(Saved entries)

//! ttyrec transcripts.
//!
//! A ttyrec file is a sequence of frames. Each frame is a 12-byte header
//! of three little-endian `u32`s (seconds, microseconds, payload length)
//! followed by the payload bytes exactly as the terminal received them.
//!
//! ```text
//! ┌──────────┬──────────┬──────────┬──────────────────────┐
//! │ sec: u32 │ usec: u32│ len: u32 │ data: [u8; len]      │
//! └──────────┴──────────┴──────────┴──────────────────────┘
//! ```

use std::path::{Path, PathBuf};
use std::time::{SystemTime, UNIX_EPOCH};

use chrono::{DateTime, Utc};
use tokio::fs::{File, OpenOptions};
use tokio::io::{AsyncWriteExt, BufWriter};

use crate::RecordError;

const HEADER_LEN: usize = 12;

/// Numbered names tried before [`TtyrecWriter::create_in`] gives up.
const MAX_NAME_ATTEMPTS: u32 = 100;

/// File name for a new recording: `<user>:<YYYY-mm-dd.HH:MM:SS>.ttyrec`.
pub fn ttyrec_filename(username: &str, started: DateTime<Utc>) -> String {
    numbered_filename(username, started, 0)
}

/// [`ttyrec_filename`] with `-<n>` ahead of the extension when `n > 0`.
fn numbered_filename(username: &str, started: DateTime<Utc>, n: u32) -> String {
    let stamp = started.format("%Y-%m-%d.%H:%M:%S");
    match n {
        0 => format!("{username}:{stamp}.ttyrec"),
        n => format!("{username}:{stamp}-{n}.ttyrec"),
    }
}

async fn open_new(path: &Path) -> std::io::Result<File> {
    OpenOptions::new().create_new(true).append(true).open(path).await
}

/// Totals for a finished recording.
#[derive(Debug, Clone, Copy, Default, PartialEq, Eq)]
pub struct RecordingStats {
    pub frames: u64,
    pub bytes: u64,
}

/// Append-only writer for one session's transcript.
///
/// The file is opened with `create_new`, so two writers can never share a
/// file. The writer is owned by the session's process actor and is never
/// shared.
pub struct TtyrecWriter {
    path: PathBuf,
    out: BufWriter<File>,
    stats: RecordingStats,
}

impl TtyrecWriter {
    /// Creates the recording and writes an initial frame that sizes the
    /// terminal to `term_size` (`(cols, rows)`).
    pub async fn create(path: &Path, term_size: (u16, u16)) -> Result<Self, RecordError> {
        let file = open_new(path).await.map_err(|source| RecordError::Create {
            path: path.to_path_buf(),
            source,
        })?;
        Self::start(path.to_path_buf(), file, term_size).await
    }

    /// Creates `username`'s recording for a game started at `started` in
    /// `dir`. If a recording with that name already exists (two games in
    /// the same second), a numbered name is used instead.
    pub async fn create_in(
        dir: &Path,
        username: &str,
        started: DateTime<Utc>,
        term_size: (u16, u16),
    ) -> Result<Self, RecordError> {
        let mut last = None;
        for n in 0..MAX_NAME_ATTEMPTS {
            let path = dir.join(numbered_filename(username, started, n));
            match open_new(&path).await {
                Ok(file) => return Self::start(path, file, term_size).await,
                Err(e) if e.kind() == std::io::ErrorKind::AlreadyExists => last = Some((path, e)),
                Err(source) => return Err(RecordError::Create { path, source }),
            }
        }
        let (path, source) = last.unwrap_or_else(|| {
            (
                dir.join(ttyrec_filename(username, started)),
                std::io::ErrorKind::AlreadyExists.into(),
            )
        });
        Err(RecordError::Create { path, source })
    }

    async fn start(path: PathBuf, file: File, term_size: (u16, u16)) -> Result<Self, RecordError> {
        let mut writer = Self {
            path,
            out: BufWriter::new(file),
            stats: RecordingStats::default(),
        };
        let (cols, rows) = term_size;
        let resize = format!("\x1b[8;{rows};{cols}t");
        writer.record(resize.as_bytes(), SystemTime::now()).await?;
        tracing::debug!(path = %writer.path.display(), cols, rows, "recording started");
        Ok(writer)
    }

    /// Appends one frame stamped with `at`.
    pub async fn record(&mut self, data: &[u8], at: SystemTime) -> Result<(), RecordError> {
        let len = u32::try_from(data.len()).map_err(|_| RecordError::FrameTooLarge(data.len()))?;
        let since_epoch = at.duration_since(UNIX_EPOCH).unwrap_or_default();

        let mut header = [0u8; HEADER_LEN];
        // The format's seconds field is 32 bits wide.
        header[0..4].copy_from_slice(&(since_epoch.as_secs() as u32).to_le_bytes());
        header[4..8].copy_from_slice(&since_epoch.subsec_micros().to_le_bytes());
        header[8..12].copy_from_slice(&len.to_le_bytes());

        self.out.write_all(&header).await?;
        self.out.write_all(data).await?;
        self.stats.frames += 1;
        self.stats.bytes += data.len() as u64;
        Ok(())
    }

    /// Pushes buffered frames to the file.
    pub async fn flush(&mut self) -> Result<(), RecordError> {
        self.out.flush().await?;
        Ok(())
    }

    /// Flushes and closes the recording.
    pub async fn finish(mut self) -> Result<RecordingStats, RecordError> {
        self.out.flush().await?;
        self.out.get_mut().sync_data().await?;
        tracing::debug!(
            path = %self.path.display(),
            frames = self.stats.frames,
            bytes = self.stats.bytes,
            "recording finished"
        );
        Ok(self.stats)
    }

    pub fn path(&self) -> &Path {
        &self.path
    }

    pub fn stats(&self) -> RecordingStats {
        self.stats
    }
}

/// One decoded ttyrec frame.
#[derive(Debug, Clone, PartialEq, Eq)]
pub struct TtyrecFrame {
    pub sec: u32,
    pub usec: u32,
    pub data: Vec<u8>,
}

/// Decodes a whole ttyrec byte stream.
///
/// # Errors
/// [`RecordError::Truncated`] if the stream ends inside a frame.
pub fn decode_frames(mut bytes: &[u8]) -> Result<Vec<TtyrecFrame>, RecordError> {
    let mut frames = Vec::new();
    let mut offset = 0;
    while !bytes.is_empty() {
        if bytes.len() < HEADER_LEN {
            return Err(RecordError::Truncated(offset));
        }
        let field = |i: usize| u32::from_le_bytes([bytes[i], bytes[i + 1], bytes[i + 2], bytes[i + 3]]);
        let (sec, usec, len) = (field(0), field(4), field(8) as usize);
        let end = HEADER_LEN + len;
        if bytes.len() < end {
            return Err(RecordError::Truncated(offset));
        }
        frames.push(TtyrecFrame {
            sec,
            usec,
            data: bytes[HEADER_LEN..end].to_vec(),
        });
        bytes = &bytes[end..];
        offset += end;
    }
    Ok(frames)
}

# Work task
Once you have read the records above, set every one of them down again exactly.

# Worked solution
//! ttyrec transcripts.
//!
//! A ttyrec file is a sequence of frames. Each frame is a 12-byte header
//! of three little-endian `u32`s (seconds, microseconds, payload length)
//! followed by the payload bytes exactly as the terminal received them.
//!
//! ```text
//! ┌──────────┬──────────┬──────────┬──────────────────────┐
//! │ sec: u32 │ usec: u32│ len: u32 │ data: [u8; len]      │
//! └──────────┴──────────┴──────────┴──────────────────────┘
//! ```

use std::path::{Path, PathBuf};
use std::time::{SystemTime, UNIX_EPOCH};

use chrono::{DateTime, Utc};
use tokio::fs::{File, OpenOptions};
use tokio::io::{AsyncWriteExt, BufWriter};

use crate::RecordError;

const HEADER_LEN: usize = 12;

/// Numbered names tried before [`TtyrecWriter::create_in`] gives up.
const MAX_NAME_ATTEMPTS: u32 = 100;

/// File name for a new recording: `<user>:<YYYY-mm-dd.HH:MM:SS>.ttyrec`.
pub fn ttyrec_filename(username: &str, started: DateTime<Utc>) -> String {
    numbered_filename(username, started, 0)
}

/// [`ttyrec_filename`] with `-<n>` ahead of the extension when `n > 0`.
fn numbered_filename(username: &str, started: DateTime<Utc>, n: u32) -> String {
    let stamp = started.format("%Y-%m-%d.%H:%M:%S");
    match n {
        0 => format!("{username}:{stamp}.ttyrec"),
        n => format!("{username}:{stamp}-{n}.ttyrec"),
    }
}

async fn open_new(path: &Path) -> std::io::Result<File> {
    OpenOptions::new().create_new(true).append(true).open(path).await
}

/// Totals for a finished recording.
#[derive(Debug, Clone, Copy, Default, PartialEq, Eq)]
pub struct RecordingStats {
    pub frames: u64,
    pub bytes: u64,
}

/// Append-only writer for one session's transcript.
///
/// The file is opened with `create_new`, so two writers can never share a
/// file. The writer is owned by the session's process actor and is never
/// shared.
pub struct TtyrecWriter {
    path: PathBuf,
    out: BufWriter<File>,
    stats: RecordingStats,
}

impl TtyrecWriter {
    /// Creates the recording and writes an initial frame that sizes the
    /// terminal to `term_size` (`(cols, rows)`).
    pub async fn create(path: &Path, term_size: (u16, u16)) -> Result<Self, RecordError> {
        let file = open_new(path).await.map_err(|source| RecordError::Create {
            path: path.to_path_buf(),
            source,
        })?;
        Self::start(path.to_path_buf(), file, term_size).await
    }

    /// Creates `username`'s recording for a game started at `started` in
    /// `dir`. If a recording with that name already exists (two games in
    /// the same second), a numbered name is used instead.
    pub async fn create_in(
        dir: &Path,
        username: &str,
        started: DateTime<Utc>,
        term_size: (u16, u16),
    ) -> Result<Self, RecordError> {
        let mut last = None;
        for n in 0..MAX_NAME_ATTEMPTS {
            let path = dir.join(numbered_filename(username, started, n));
            match open_new(&path).await {
                Ok(file) => return Self::start(path, file, term_size).await,
                Err(e) if e.kind() == std::io::ErrorKind::AlreadyExists => last = Some((path, e)),
                Err(source) => return Err(RecordError::Create { path, source }),
            }
        }
        let (path, source) = last.unwrap_or_else(|| {
            (
                dir.join(ttyrec_filename(username, started)),
                std::io::ErrorKind::AlreadyExists.into(),
            )
        });
        Err(RecordError::Create { path, source })
    }

    async fn start(path: PathBuf, file: File, term_size: (u16, u16)) -> Result<Self, RecordError> {
        let mut writer = Self {
            path,
            out: BufWriter::new(file),
            stats: RecordingStats::default(),
        };
        let (cols, rows) = term_size;
        let resize = format!("\x1b[8;{rows};{cols}t");
        writer.record(resize.as_bytes(), SystemTime::now()).await?;
        tracing::debug!(path = %writer.path.display(), cols, rows, "recording started");
        Ok(writer)
    }

    /// Appends one frame stamped with `at`.
    pub async fn record(&mut self, data: &[u8], at: SystemTime) -> Result<(), RecordError> {
        let len = u32::try_from(data.len()).map_err(|_| RecordError::FrameTooLarge(data.len()))?;
        let since_epoch = at.duration_since(UNIX_EPOCH).unwrap_or_default();

        let mut header = [0u8; HEADER_LEN];
        // The format's seconds field is 32 bits wide.
        header[0..4].copy_from_slice(&(since_epoch.as_secs() as u32).to_le_bytes());
        header[4..8].copy_from_slice(&since_epoch.subsec_micros().to_le_bytes());
        header[8..12].copy_from_slice(&len.to_le_bytes());

        self.out.write_all(&header).await?;
        self.out.write_all(data).await?;
        self.stats.frames += 1;
        self.stats.bytes += data.len() as u64;
        Ok(())
    }

    /// Pushes buffered frames to the file.
    pub async fn flush(&mut self) -> Result<(), RecordError> {
        self.out.flush().await?;
        Ok(())
    }

    /// Flushes and closes the recording.
    pub async fn finish(mut self) -> Result<RecordingStats, RecordError> {
        self.out.flush().await?;
        self.out.get_mut().sync_data().await?;
        tracing::debug!(
            path = %self.path.display(),
            frames = self.stats.frames,
            bytes = self.stats.bytes,
            "recording finished"
        );
        Ok(self.stats)
    }

    pub fn path(&self) -> &Path {
        &self.path
    }

    pub fn stats(&self) -> RecordingStats {
        self.stats
    }
}

/// One decoded ttyrec frame.
#[derive(Debug, Clone, PartialEq, Eq)]
pub struct TtyrecFrame {
    pub sec: u32,
    pub usec: u32,
    pub data: Vec<u8>,
}

/// Decodes a whole ttyrec byte stream.
///
/// # Errors
/// [`RecordError::Truncated`] if the stream ends inside a frame.
pub fn decode_frames(mut bytes: &[u8]) -> Result<Vec<TtyrecFrame>, RecordError> {
    let mut frames = Vec::new();
    let mut offset = 0;
    while !bytes.is_empty() {
        if bytes.len() < HEADER_LEN {
            return Err(RecordError::Truncated(offset));
        }
        let field = |i: usize| u32::from_le_bytes([bytes[i], bytes[i + 1], bytes[i + 2], bytes[i + 3]]);
        let (sec, usec, len) = (field(0), field(4), field(8) as usize);
        let end = HEADER_LEN + len;
        if bytes.len() < end {
            return Err(RecordError::Truncated(offset));
        }
        frames.push(TtyrecFrame {
            sec,
            usec,
            data: bytes[HEADER_LEN..end].to_vec(),
        });
        bytes = &bytes[end..];
        offset += end;
    }
    Ok(frames)
}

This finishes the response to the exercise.